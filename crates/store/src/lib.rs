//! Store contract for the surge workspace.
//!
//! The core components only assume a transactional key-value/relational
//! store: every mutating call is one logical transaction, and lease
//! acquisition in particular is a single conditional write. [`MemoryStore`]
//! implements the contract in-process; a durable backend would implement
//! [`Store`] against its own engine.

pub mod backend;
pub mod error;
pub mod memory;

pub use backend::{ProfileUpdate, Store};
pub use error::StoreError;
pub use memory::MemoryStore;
══════
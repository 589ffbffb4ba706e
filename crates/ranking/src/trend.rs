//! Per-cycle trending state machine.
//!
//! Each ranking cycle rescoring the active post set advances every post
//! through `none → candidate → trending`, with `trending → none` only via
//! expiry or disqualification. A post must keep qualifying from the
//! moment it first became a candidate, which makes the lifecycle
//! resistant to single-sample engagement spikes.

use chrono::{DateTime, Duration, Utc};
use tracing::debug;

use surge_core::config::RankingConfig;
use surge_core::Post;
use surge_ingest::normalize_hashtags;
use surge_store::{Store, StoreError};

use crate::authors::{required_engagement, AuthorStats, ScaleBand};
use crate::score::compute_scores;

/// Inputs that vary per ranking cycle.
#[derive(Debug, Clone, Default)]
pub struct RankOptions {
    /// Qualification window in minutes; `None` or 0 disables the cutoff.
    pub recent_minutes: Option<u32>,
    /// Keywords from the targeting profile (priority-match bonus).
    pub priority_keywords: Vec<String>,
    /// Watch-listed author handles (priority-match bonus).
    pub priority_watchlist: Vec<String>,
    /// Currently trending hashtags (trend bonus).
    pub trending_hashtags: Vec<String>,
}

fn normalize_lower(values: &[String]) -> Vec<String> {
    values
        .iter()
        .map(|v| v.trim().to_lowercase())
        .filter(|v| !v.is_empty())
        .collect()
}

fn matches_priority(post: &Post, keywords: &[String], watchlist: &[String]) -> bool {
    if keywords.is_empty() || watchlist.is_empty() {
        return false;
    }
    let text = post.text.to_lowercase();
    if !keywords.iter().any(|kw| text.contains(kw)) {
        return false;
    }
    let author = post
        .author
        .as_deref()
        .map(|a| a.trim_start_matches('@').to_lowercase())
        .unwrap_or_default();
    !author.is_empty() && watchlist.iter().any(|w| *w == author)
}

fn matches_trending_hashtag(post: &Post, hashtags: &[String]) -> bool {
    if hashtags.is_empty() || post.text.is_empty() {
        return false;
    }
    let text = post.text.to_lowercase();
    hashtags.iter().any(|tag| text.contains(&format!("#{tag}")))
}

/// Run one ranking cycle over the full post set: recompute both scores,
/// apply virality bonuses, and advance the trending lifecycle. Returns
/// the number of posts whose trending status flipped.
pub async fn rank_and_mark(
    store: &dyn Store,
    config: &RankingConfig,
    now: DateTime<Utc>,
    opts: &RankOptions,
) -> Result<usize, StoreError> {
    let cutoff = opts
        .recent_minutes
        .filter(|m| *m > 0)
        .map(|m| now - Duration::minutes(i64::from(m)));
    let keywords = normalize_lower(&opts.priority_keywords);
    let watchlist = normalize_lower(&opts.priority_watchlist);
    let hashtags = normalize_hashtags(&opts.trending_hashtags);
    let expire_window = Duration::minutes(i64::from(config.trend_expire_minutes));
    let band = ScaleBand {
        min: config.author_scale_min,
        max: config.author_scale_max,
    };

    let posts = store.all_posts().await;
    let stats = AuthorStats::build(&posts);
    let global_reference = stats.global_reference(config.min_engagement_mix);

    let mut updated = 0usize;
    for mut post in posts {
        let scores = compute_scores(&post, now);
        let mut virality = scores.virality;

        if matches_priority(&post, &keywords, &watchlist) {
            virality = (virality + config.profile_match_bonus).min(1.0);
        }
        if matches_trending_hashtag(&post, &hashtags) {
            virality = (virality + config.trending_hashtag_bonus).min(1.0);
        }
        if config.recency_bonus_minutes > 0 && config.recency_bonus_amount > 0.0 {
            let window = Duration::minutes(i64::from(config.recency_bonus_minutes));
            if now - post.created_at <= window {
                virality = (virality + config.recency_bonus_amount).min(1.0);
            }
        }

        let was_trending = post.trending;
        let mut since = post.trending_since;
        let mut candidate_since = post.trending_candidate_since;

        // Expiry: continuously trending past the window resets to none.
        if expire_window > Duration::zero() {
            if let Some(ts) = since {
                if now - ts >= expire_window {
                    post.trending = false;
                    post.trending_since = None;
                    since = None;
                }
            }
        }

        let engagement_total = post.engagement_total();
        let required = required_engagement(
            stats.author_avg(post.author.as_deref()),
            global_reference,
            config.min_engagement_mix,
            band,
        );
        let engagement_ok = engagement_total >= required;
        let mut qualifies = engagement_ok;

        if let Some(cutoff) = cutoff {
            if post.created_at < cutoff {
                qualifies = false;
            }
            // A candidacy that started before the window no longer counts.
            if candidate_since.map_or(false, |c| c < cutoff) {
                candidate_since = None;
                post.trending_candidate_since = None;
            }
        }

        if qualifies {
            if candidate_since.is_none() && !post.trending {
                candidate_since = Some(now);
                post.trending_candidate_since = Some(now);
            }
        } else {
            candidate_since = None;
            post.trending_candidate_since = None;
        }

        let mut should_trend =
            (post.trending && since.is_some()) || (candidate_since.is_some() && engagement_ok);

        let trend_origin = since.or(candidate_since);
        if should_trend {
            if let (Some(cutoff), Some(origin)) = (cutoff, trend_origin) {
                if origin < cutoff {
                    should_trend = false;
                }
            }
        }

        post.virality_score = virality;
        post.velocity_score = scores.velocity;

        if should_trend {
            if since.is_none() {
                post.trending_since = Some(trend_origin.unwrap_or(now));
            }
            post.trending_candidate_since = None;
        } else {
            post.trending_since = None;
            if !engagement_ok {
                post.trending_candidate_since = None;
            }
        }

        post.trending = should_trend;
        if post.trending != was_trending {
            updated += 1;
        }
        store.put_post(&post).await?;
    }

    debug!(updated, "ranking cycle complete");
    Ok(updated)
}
══════
*Your goal*: A single number is expected: how many lines in the entries above hold the word "await".

*Solution*: 2